Perhaps you never thought that cuisine and gemstones had many things in common.
At first glance, they belong in different worlds, one edible, the other geological. But in Peru, both emerge from the same terrain. And when gemstones are transformed into puzzles, they too become something to be savored.
The country is divided into three natural regions—costa, sierra, and selva (coast, highlands, and jungle)—whose rich biodiversity is reflected not only in cultural identity, but also in its cuisine. Within short distances, altitude reshapes color, texture, and flavor, producing unique ingredients across distinct climate bands.

Take fruit, for example: Chirimoya grows in one climatic band; aguaymanto thrives in another. Maíz morado absorbs a different light. These ingredients give Peruvian cuisine its distinctive character, which is impossible to replicate elsewhere.
At Kjolle in Lima, ranked No. 9 on The World’s 50 Best Restaurants list, the menu is built around ingredients sourced from different ecosystems across the country. Each dish explores the biological and cultural diversity of Peru, bringing together elements from distinct altitudes and climates. In dishes like Many Tubers, featuring yuca, olluco, and sachapapa, ingredients from different terrains are composed into a single sensory experience.

Just as Peru’s cuisine is shaped by ingredients born of different altitudes and climates, in the Andes exists an extraordinary diversity of stones, each with its own colour, density, and energetic character. Much like Kjolle’s plate compositions, the Gemstone Soma Cube Puzzle brings together 7 different stones, shaped by varied geological conditions, allowing multiple origins to coexist within one object.

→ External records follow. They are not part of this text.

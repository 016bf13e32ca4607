//! Protocol module - wire format, framing, and resynchronization.
//!
//! - 16-byte header encoding/decoding with a configurable byte order
//! - Frame struct with typed flag accessors
//! - Frame buffer that accumulates partial reads and resyncs on noise

mod frame;
mod frame_buffer;
mod wire_format;

pub use frame::Frame;
pub use frame_buffer::FrameBuffer;
pub use wire_format::{
    flags, ByteOrder, Header, DEFAULT_MAX_BODY_SIZE, HEADER_BYTE, HEADER_SIZE, TAIL_BYTE,
};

The Materiality of the Andes: Mineral Memory and Culinary DNA
A puzzle already carries meaning. It is about connection, logic, and completion. But when a puzzle is carved from a real, semi-precious gemstone, its purpose deepens. The material itself begins to speak and, like Peruvian ingredients, it is vibrant and alive with Andean energy, giving the object a distinctive character that is impossible to replicate.
For us, materiality is not an aesthetic choice. It is the origin of the object itself.
The greens, ambers, blacks, and soft pinks found in the Andes are not artificial palettes; they are mineral memory, created over eons of geological time. When these stones are shaped into geometric puzzle forms, they retain their natural variations, veins, tonal shifts, and inclusions, just as native ingredients preserve their texture and irregularity in cuisine.
This is what gives the work its Andean DNA.

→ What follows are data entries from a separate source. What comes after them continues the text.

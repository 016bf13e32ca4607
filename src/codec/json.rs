//! JSON codec using `serde_json`.
//!
//! The default payload encoding. Multi-parameter calls serialize tuples,
//! which appear as JSON arrays on the wire.

use crate::error::Result;

/// JSON payload codec.
pub struct JsonCodec;

impl JsonCodec {
    /// Encode a value to JSON bytes.
    #[inline]
    pub fn encode<T: serde::Serialize + ?Sized>(value: &T) -> Result<Vec<u8>> {
        Ok(serde_json::to_vec(value)?)
    }

    /// Decode JSON bytes to a value.
    #[inline]
    pub fn decode<T: serde::de::DeserializeOwned>(bytes: &[u8]) -> Result<T> {
        Ok(serde_json::from_slice(bytes)?)
    }
}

The Art of Selection: From Highland Ingredients to Hand-Carved Gemstones [era Selection as a Shared Practice]
Before anything is prepared or shaped, there is a moment of selection.
A chef does not choose the first ingredient they encounter. They look for the one at its exact point of maturity, with the right color, texture, and potential to contribute to a larger composition of flavors. The ingredient is chosen not in isolation, but in relation to everything it will become.
The Artisan works in much the same way AS THE CHEF. When creating objects from gemstones, the process begins with careful selection of raw materials. Each stone is chosen for its character, natural pattern, density, hardness and how it will be used. This requires research, intention, and a sensitivity to the material that goes beyond appearance. The stone is not simply used; it is understood, and later hand-carved in response to its unique structure.

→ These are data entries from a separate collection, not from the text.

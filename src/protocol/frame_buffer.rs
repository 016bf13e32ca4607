//! Frame buffer: accumulates partial reads and recovers frame alignment.
//!
//! Uses `bytes::BytesMut` with a two-state machine:
//! - `Scanning`: hunting for a valid 16-byte header
//! - `ReadingBody`: header parsed, waiting for name + content bytes
//!
//! The scanning state implements the resync algorithm: bytes before the first
//! `HEADER_BYTE` are discarded; a candidate window whose last byte is not
//! `TAIL_BYTE` is corrupt, and the scanner searches the window itself
//! (excluding its first byte) for another `HEADER_BYTE` to shift to, so a
//! noisy stream never forces re-reading bytes that already arrived.

use bytes::{Bytes, BytesMut};

use super::wire_format::{ByteOrder, Header, DEFAULT_MAX_BODY_SIZE, HEADER_BYTE, HEADER_SIZE, TAIL_BYTE};
use super::Frame;
use crate::error::Result;

#[derive(Debug, Clone)]
enum State {
    /// Looking for a valid header.
    Scanning,
    /// Header parsed, waiting for `header.body_len()` more bytes.
    ReadingBody { header: Header },
}

/// Buffer for accumulating incoming bytes and extracting complete frames.
pub struct FrameBuffer {
    buffer: BytesMut,
    state: State,
    order: ByteOrder,
    max_body_size: u32,
}

impl FrameBuffer {
    /// Create a frame buffer for the given byte order.
    pub fn new(order: ByteOrder) -> Self {
        Self {
            buffer: BytesMut::with_capacity(64 * 1024),
            state: State::Scanning,
            order,
            max_body_size: DEFAULT_MAX_BODY_SIZE,
        }
    }

    /// Create a frame buffer with a custom body-size limit.
    pub fn with_max_body(order: ByteOrder, max_body_size: u32) -> Self {
        Self {
            buffer: BytesMut::with_capacity(64 * 1024),
            state: State::Scanning,
            order,
            max_body_size,
        }
    }

    /// Push data into the buffer and extract all complete frames.
    ///
    /// Partial data stays buffered for the next push. Returns an error only
    /// when a header claims a body above the configured maximum; garbage and
    /// corrupt headers are skipped via the resync scan instead.
    pub fn push(&mut self, data: &[u8]) -> Result<Vec<Frame>> {
        self.buffer.extend_from_slice(data);

        let mut frames = Vec::new();
        while let Some(frame) = self.try_extract_one()? {
            frames.push(frame);
        }
        Ok(frames)
    }

    fn try_extract_one(&mut self) -> Result<Option<Frame>> {
        match &self.state {
            State::Scanning => loop {
                // Discard noise in front of the first candidate byte.
                match self.buffer.iter().position(|&b| b == HEADER_BYTE) {
                    None => {
                        self.buffer.clear();
                        return Ok(None);
                    }
                    Some(0) => {}
                    Some(i) => {
                        let _ = self.buffer.split_to(i);
                    }
                }

                if self.buffer.len() < HEADER_SIZE {
                    return Ok(None);
                }

                if self.buffer[HEADER_SIZE - 1] != TAIL_BYTE {
                    // Corrupt candidate: shift to the next HEADER_BYTE inside
                    // the window, or drop the whole window if there is none.
                    let shift = self.buffer[1..HEADER_SIZE]
                        .iter()
                        .position(|&b| b == HEADER_BYTE)
                        .map(|i| i + 1)
                        .unwrap_or(HEADER_SIZE);
                    let _ = self.buffer.split_to(shift);
                    continue;
                }

                let header = Header::decode(&self.buffer[..HEADER_SIZE], self.order);
                header.validate(self.max_body_size)?;
                let _ = self.buffer.split_to(HEADER_SIZE);

                if header.body_len() == 0 {
                    return Ok(Some(Frame::from_parts(header, Bytes::new(), Bytes::new())));
                }

                self.state = State::ReadingBody { header };
                return self.try_extract_one();
            },

            State::ReadingBody { header } => {
                let header = *header;
                if self.buffer.len() < header.body_len() {
                    return Ok(None);
                }

                let mut body = self.buffer.split_to(header.body_len()).freeze();
                let method_name = body.split_to(header.method_name_len as usize);
                self.state = State::Scanning;

                Ok(Some(Frame::from_parts(header, method_name, body)))
            }
        }
    }

    /// Number of buffered bytes not yet consumed.
    pub fn len(&self) -> usize {
        self.buffer.len()
    }

    pub fn is_empty(&self) -> bool {
        self.buffer.is_empty()
    }
}

#[cfg(test)]
mod tests {
    use super::*;

    fn frame_bytes(method: &str, body: &[u8], request_id: u32, response_id: u32) -> Vec<u8> {
        let mut frame = Frame::request(method, Bytes::copy_from_slice(body), request_id, true);
        frame.response_frame_id = response_id;
        frame.encode(ByteOrder::Big)
    }

    #[test]
    fn test_single_complete_frame() {
        let mut buffer = FrameBuffer::new(ByteOrder::Big);
        let frames = buffer.push(&frame_bytes("global_Hello", b"hi", 42, 0)).unwrap();

        assert_eq!(frames.len(), 1);
        assert_eq!(frames[0].request_frame_id, 42);
        assert_eq!(frames[0].method_name_str(), "global_Hello");
        assert_eq!(&frames[0].body[..], b"hi");
        assert!(buffer.is_empty());
    }

    #[test]
    fn test_multiple_frames_in_one_push() {
        let mut buffer = FrameBuffer::new(ByteOrder::Big);
        let mut data = frame_bytes("a_b", b"1", 1, 0);
        data.extend(frame_bytes("c_d", b"2", 2, 0));
        data.extend(frame_bytes("e_f", b"3", 3, 0));

        let frames = buffer.push(&data).unwrap();
        assert_eq!(frames.len(), 3);
        assert_eq!(frames[0].request_frame_id, 1);
        assert_eq!(frames[1].request_frame_id, 2);
        assert_eq!(frames[2].request_frame_id, 3);
    }

    #[test]
    fn test_garbage_before_header() {
        let mut buffer = FrameBuffer::new(ByteOrder::Big);
        // Garbage deliberately not header-length aligned.
        let mut data = vec![0xAA, 0xBB, 0xCC, 0xDD, 0xEE];
        data.extend(frame_bytes("a_b", b"payload", 7, 0));

        let frames = buffer.push(&data).unwrap();
        assert_eq!(frames.len(), 1);
        assert_eq!(frames[0].request_frame_id, 7);
        assert_eq!(&frames[0].body[..], b"payload");
    }

    #[test]
    fn test_pure_garbage_is_discarded() {
        let mut buffer = FrameBuffer::new(ByteOrder::Big);
        let frames = buffer.push(&[0xAA; 64]).unwrap();
        assert!(frames.is_empty());
        assert!(buffer.is_empty());
    }

    #[test]
    fn test_resync_on_corrupt_candidate() {
        let mut buffer = FrameBuffer::new(ByteOrder::Big);
        // A lone HEADER_BYTE followed by junk forms a candidate window with a
        // bad tail; the real frame starts inside that window.
        let mut data = vec![HEADER_BYTE, 0xFF, 0xFF, 0xFF, 0xFF];
        data.extend(frame_bytes("a_b", b"ok", 9, 0));

        let frames = buffer.push(&data).unwrap();
        assert_eq!(frames.len(), 1);
        assert_eq!(frames[0].request_frame_id, 9);
        assert_eq!(&frames[0].body[..], b"ok");
    }

    #[test]
    fn test_resync_window_without_second_header_byte() {
        let mut buffer = FrameBuffer::new(ByteOrder::Big);
        // Corrupt window containing no further HEADER_BYTE: all 16 bytes are
        // dropped, then the valid frame decodes.
        let mut data = vec![HEADER_BYTE];
        data.extend([0xFFu8; HEADER_SIZE - 1]);
        data.extend(frame_bytes("a_b", b"ok", 3, 0));

        let frames = buffer.push(&data).unwrap();
        assert_eq!(frames.len(), 1);
        assert_eq!(frames[0].request_frame_id, 3);
    }

    #[test]
    fn test_fragmented_delivery() {
        let mut buffer = FrameBuffer::new(ByteOrder::Big);
        let data = frame_bytes("a_b", b"fragmented body", 5, 0);

        let frames = buffer.push(&data[..7]).unwrap();
        assert!(frames.is_empty());

        let frames = buffer.push(&data[7..HEADER_SIZE + 4]).unwrap();
        assert!(frames.is_empty());

        let frames = buffer.push(&data[HEADER_SIZE + 4..]).unwrap();
        assert_eq!(frames.len(), 1);
        assert_eq!(&frames[0].body[..], b"fragmented body");
    }

    #[test]
    fn test_byte_at_a_time() {
        let mut buffer = FrameBuffer::new(ByteOrder::Big);
        let data = frame_bytes("a_b", b"hi", 1, 0);

        let mut all = Vec::new();
        for byte in &data {
            all.extend(buffer.push(&[*byte]).unwrap());
        }
        assert_eq!(all.len(), 1);
        assert_eq!(&all[0].body[..], b"hi");
    }

    #[test]
    fn test_empty_body_frame() {
        let mut buffer = FrameBuffer::new(ByteOrder::Big);
        // Keepalives are header-only frames.
        let data = Frame::keepalive(11).encode(ByteOrder::Big);

        let frames = buffer.push(&data).unwrap();
        assert_eq!(frames.len(), 1);
        assert!(frames[0].is_keepalive());
        assert!(frames[0].body.is_empty());
    }

    #[test]
    fn test_little_endian_roundtrip() {
        let mut buffer = FrameBuffer::new(ByteOrder::Little);
        let frame = Frame::request("x_y", Bytes::from_static(b"le"), 0xDEADBEEF, true);
        let frames = buffer.push(&frame.encode(ByteOrder::Little)).unwrap();

        assert_eq!(frames.len(), 1);
        assert_eq!(frames[0].request_frame_id, 0xDEADBEEF);
    }

    #[test]
    fn test_oversized_body_rejected() {
        let mut buffer = FrameBuffer::with_max_body(ByteOrder::Big, 16);
        let data = frame_bytes("a_b", &[0u8; 64], 1, 0);

        assert!(buffer.push(&data).is_err());
    }
}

There is much more in common between the two traditions than we often assume.
Ancestral Knowledge: The Intergenerational Craft of Andean Stonework
Peruvian cuisine carries ancestral knowledge through recipes and ingredients, just as stone craftsmanship carries knowledge through technique passed down over generations. The shaping, polishing, and assembling of gemstone pieces require an understanding of the material that has been developed over time, with intergenerational practice being commonplace. This knowledge is not only preserved, but it is also experienced through practice.

Both cuisine and puzzle play invite us to slow down and engage with the process itself, whether cutting a tomato or assembling two perfectly crafted stones. Through this tactile interaction, we connect not only with the object but with the heritage, knowledge, and human skill behind it.
Presence becomes more than a moment of calm; it becomes a way of experiencing culture through use.